- [Data provided]:
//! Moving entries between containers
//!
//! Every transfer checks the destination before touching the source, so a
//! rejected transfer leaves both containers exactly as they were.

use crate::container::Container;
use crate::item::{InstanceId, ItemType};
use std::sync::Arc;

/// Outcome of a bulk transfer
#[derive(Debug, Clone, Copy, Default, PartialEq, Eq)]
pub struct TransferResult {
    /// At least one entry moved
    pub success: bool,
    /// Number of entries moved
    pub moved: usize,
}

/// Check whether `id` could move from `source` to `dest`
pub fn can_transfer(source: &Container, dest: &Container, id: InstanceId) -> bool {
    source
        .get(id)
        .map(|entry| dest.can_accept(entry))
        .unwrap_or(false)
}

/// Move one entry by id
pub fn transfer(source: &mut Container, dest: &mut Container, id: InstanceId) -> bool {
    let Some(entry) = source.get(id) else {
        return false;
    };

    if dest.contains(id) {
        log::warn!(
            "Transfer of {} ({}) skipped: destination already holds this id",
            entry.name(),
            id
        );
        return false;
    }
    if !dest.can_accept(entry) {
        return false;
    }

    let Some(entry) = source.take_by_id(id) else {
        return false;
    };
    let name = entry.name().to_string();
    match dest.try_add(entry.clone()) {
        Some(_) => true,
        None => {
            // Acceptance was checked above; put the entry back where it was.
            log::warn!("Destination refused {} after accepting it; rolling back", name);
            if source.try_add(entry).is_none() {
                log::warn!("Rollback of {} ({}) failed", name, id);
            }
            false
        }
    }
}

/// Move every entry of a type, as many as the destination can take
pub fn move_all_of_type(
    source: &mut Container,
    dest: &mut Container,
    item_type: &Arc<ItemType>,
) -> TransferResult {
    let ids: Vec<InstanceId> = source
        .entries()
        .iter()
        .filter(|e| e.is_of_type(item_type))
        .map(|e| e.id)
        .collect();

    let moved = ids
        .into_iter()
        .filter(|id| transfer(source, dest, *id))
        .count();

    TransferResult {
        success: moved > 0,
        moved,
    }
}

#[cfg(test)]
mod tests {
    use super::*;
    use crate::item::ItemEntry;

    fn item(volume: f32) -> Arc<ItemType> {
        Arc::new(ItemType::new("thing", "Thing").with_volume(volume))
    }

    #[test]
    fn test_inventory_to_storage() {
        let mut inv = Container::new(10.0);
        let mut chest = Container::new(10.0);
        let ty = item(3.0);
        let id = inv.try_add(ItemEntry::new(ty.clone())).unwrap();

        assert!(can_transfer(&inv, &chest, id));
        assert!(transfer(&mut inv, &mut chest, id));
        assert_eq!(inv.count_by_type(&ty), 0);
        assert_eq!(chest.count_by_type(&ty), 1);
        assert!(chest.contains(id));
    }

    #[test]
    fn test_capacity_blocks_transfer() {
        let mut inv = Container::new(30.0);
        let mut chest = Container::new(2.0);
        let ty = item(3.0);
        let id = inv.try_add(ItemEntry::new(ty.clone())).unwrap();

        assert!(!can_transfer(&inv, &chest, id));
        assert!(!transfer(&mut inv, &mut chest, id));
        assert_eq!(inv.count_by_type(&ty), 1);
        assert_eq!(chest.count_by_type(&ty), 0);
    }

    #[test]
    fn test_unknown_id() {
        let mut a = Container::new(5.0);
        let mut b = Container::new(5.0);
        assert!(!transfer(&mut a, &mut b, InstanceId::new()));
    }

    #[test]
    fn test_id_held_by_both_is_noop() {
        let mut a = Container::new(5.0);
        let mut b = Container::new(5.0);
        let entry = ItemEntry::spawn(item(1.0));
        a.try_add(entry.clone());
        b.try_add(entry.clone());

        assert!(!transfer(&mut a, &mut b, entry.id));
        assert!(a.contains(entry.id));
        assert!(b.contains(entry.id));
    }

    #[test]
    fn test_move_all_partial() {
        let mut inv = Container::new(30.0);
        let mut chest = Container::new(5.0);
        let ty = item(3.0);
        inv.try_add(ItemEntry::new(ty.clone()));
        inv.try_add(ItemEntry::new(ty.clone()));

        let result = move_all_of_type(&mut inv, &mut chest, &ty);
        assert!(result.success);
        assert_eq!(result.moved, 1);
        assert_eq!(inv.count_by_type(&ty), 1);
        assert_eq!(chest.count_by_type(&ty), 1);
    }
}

* * *

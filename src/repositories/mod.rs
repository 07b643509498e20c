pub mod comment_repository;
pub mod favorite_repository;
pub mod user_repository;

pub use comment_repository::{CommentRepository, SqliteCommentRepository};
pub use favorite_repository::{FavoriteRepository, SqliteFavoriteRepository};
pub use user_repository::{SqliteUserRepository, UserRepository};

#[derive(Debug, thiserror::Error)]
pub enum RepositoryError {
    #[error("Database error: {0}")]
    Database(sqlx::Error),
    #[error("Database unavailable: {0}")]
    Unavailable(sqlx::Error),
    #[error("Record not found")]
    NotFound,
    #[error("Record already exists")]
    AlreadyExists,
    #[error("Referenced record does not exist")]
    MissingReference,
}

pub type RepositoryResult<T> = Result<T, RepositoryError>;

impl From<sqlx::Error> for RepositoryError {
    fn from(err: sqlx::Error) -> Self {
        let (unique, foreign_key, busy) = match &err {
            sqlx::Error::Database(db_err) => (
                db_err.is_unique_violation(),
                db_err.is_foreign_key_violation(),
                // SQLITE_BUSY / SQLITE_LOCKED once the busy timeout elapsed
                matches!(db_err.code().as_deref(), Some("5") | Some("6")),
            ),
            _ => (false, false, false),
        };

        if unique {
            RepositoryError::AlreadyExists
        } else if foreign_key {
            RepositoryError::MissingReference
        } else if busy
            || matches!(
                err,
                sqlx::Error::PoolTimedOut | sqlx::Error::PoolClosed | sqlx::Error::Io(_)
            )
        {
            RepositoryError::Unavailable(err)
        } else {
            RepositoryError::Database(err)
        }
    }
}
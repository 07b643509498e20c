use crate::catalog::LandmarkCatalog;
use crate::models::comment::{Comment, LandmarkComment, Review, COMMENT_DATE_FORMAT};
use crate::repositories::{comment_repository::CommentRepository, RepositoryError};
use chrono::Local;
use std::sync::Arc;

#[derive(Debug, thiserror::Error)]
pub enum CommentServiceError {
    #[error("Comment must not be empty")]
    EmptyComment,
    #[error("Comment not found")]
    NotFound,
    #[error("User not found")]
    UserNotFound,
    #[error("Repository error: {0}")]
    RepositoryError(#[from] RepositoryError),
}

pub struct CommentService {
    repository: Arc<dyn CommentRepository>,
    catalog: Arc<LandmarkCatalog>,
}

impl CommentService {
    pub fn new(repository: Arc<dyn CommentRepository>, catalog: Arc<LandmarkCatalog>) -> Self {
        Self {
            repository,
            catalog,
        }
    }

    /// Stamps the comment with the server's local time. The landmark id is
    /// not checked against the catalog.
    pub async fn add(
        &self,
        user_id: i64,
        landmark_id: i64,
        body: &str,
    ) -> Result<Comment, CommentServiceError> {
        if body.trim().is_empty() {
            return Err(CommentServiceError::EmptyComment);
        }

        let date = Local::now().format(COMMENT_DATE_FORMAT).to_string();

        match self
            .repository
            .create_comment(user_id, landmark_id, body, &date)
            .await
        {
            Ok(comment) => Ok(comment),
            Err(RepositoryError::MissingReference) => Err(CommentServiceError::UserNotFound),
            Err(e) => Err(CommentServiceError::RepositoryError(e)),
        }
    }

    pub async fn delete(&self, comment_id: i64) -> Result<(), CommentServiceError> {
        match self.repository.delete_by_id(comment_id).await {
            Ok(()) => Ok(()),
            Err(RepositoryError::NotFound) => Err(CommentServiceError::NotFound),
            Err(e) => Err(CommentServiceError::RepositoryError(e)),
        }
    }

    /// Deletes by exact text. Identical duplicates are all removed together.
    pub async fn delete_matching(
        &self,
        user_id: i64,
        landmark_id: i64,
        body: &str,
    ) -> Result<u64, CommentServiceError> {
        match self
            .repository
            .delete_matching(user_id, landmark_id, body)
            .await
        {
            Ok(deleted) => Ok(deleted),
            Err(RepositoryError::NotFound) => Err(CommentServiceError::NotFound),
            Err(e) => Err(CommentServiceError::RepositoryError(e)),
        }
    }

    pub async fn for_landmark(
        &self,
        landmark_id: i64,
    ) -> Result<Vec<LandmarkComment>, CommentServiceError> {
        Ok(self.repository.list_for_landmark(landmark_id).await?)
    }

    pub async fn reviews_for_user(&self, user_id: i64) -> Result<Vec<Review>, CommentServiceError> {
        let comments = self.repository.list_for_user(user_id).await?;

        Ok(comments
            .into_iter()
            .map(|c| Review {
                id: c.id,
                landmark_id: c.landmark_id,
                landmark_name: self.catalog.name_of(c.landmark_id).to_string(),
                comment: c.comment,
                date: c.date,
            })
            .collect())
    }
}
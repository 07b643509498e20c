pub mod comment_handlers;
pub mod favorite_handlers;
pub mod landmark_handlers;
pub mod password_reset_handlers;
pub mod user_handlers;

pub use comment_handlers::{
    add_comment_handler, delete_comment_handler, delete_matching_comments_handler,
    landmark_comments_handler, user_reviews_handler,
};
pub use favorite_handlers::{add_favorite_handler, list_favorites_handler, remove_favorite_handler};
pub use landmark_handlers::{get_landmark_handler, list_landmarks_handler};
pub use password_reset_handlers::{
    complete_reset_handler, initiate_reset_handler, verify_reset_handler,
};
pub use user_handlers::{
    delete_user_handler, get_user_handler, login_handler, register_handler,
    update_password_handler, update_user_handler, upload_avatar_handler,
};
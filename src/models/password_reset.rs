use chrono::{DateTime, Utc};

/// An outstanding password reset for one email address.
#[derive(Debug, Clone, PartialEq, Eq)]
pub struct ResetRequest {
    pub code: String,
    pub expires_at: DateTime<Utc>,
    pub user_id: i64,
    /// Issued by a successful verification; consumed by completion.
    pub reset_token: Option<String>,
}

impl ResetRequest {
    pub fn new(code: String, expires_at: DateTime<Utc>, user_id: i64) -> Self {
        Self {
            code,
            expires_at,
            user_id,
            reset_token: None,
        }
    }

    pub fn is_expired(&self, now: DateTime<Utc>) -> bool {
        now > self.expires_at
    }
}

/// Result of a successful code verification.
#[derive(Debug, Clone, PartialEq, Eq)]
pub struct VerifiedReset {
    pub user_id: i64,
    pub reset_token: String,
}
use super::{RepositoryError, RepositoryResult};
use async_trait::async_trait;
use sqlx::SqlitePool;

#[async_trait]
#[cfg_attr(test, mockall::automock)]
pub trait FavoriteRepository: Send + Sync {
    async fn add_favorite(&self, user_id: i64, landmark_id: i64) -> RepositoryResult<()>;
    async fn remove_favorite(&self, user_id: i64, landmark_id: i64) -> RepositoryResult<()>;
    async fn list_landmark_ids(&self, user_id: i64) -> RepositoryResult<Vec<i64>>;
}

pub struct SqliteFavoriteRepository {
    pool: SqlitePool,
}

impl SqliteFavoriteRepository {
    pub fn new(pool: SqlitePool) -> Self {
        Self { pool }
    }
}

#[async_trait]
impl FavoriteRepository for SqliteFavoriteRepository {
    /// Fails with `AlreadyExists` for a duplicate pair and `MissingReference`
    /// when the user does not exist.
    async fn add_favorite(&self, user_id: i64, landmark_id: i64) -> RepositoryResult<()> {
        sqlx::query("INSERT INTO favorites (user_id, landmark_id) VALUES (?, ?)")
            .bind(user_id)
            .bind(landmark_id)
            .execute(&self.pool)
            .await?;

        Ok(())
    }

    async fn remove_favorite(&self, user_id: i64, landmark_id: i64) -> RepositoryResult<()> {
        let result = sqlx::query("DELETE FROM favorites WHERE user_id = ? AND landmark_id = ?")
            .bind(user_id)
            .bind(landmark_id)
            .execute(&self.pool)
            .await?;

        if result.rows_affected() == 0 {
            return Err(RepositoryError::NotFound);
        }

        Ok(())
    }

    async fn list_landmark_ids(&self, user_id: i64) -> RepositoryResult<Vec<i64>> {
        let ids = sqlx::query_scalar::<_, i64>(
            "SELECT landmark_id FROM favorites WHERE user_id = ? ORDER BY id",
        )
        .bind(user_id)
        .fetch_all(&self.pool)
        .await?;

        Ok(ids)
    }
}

...

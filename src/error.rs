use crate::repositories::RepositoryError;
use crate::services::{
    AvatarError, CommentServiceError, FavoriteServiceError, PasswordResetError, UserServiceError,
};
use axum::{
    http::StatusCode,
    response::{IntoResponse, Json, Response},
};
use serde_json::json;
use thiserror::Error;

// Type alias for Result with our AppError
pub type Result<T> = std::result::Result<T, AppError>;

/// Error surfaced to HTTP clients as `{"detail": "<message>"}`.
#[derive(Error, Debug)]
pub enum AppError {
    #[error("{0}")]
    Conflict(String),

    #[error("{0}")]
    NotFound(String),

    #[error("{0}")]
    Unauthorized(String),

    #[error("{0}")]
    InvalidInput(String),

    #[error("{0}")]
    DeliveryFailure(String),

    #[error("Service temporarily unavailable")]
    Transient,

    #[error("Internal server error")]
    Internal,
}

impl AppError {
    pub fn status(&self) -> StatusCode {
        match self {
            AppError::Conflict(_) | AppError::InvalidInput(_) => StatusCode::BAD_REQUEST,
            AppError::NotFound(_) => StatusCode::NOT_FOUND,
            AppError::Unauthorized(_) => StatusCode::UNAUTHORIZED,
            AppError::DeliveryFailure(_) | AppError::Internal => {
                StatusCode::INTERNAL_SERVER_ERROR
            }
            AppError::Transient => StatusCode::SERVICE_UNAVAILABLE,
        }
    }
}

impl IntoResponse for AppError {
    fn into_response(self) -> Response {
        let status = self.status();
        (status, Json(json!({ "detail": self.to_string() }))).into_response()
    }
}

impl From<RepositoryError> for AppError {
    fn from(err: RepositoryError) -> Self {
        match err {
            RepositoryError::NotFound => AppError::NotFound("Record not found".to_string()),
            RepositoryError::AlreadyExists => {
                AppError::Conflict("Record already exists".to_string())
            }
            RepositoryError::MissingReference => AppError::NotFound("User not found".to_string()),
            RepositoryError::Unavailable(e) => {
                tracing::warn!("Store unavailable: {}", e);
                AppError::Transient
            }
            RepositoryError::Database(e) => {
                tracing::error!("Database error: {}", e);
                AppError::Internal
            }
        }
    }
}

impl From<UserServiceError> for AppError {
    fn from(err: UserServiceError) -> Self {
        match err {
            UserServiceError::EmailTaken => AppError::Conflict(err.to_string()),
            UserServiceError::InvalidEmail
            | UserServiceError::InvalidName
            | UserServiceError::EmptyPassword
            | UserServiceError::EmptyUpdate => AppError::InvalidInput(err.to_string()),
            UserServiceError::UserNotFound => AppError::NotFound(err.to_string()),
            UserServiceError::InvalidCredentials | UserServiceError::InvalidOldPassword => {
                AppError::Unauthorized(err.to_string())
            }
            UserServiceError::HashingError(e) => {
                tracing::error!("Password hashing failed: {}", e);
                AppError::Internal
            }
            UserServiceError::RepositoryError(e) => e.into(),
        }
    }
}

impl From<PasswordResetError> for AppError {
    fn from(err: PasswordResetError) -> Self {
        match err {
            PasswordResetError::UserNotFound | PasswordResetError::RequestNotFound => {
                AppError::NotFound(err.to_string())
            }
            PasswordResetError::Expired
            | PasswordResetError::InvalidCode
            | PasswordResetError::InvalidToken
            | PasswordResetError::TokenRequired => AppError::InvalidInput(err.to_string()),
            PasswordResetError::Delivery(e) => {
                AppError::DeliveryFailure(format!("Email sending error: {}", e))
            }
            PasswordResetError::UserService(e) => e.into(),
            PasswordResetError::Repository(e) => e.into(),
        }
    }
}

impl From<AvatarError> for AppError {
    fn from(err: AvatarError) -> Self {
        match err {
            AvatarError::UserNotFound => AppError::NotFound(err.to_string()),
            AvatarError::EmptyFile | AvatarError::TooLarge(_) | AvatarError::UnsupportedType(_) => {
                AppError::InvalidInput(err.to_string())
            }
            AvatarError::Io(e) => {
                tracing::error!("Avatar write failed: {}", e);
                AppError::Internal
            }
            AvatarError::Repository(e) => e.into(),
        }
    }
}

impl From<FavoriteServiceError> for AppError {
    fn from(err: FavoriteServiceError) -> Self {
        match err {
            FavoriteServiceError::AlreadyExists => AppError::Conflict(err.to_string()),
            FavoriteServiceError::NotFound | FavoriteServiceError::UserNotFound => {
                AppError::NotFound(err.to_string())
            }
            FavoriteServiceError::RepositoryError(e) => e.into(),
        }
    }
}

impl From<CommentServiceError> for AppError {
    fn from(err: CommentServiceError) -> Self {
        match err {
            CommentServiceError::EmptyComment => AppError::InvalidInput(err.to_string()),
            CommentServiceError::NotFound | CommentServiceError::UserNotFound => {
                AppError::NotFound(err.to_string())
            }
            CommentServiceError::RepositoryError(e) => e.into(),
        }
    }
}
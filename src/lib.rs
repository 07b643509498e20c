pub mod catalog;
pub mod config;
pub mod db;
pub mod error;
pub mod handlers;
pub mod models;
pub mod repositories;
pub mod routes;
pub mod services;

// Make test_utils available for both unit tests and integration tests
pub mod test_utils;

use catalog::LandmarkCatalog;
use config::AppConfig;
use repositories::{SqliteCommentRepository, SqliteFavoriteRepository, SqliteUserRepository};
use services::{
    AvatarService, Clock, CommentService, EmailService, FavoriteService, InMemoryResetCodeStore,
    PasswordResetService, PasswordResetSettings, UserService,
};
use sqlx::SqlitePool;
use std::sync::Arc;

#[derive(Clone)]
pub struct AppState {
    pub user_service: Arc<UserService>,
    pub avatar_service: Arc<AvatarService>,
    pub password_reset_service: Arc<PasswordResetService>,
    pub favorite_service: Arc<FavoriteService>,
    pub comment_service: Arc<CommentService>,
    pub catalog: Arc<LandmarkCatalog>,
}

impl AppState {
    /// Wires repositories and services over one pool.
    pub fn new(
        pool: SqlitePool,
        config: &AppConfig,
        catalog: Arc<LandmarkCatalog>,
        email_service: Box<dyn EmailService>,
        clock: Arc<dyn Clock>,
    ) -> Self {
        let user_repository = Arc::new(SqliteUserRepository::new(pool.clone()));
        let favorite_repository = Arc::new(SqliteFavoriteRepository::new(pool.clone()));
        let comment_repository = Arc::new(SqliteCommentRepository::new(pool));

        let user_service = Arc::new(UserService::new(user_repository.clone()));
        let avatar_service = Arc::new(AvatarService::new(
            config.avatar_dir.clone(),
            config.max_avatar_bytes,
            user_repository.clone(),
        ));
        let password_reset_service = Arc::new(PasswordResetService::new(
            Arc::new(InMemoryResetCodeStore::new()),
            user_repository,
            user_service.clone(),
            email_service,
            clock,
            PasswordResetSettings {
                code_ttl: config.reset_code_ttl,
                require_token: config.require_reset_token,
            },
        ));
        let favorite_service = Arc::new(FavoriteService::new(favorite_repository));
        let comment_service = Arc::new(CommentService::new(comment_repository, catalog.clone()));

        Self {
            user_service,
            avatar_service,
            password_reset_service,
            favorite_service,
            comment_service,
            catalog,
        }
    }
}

- [What to work on]:
Output each line of the listing above that has "crate".

- [Answer section]:
use crate::container::Container;
use crate::item::{InstanceId, ItemType};
    use crate::item::ItemEntry;
use crate::catalog::LandmarkCatalog;
use crate::models::comment::{Comment, LandmarkComment, Review, COMMENT_DATE_FORMAT};
use crate::repositories::{comment_repository::CommentRepository, RepositoryError};
use crate::repositories::RepositoryError;
use crate::services::{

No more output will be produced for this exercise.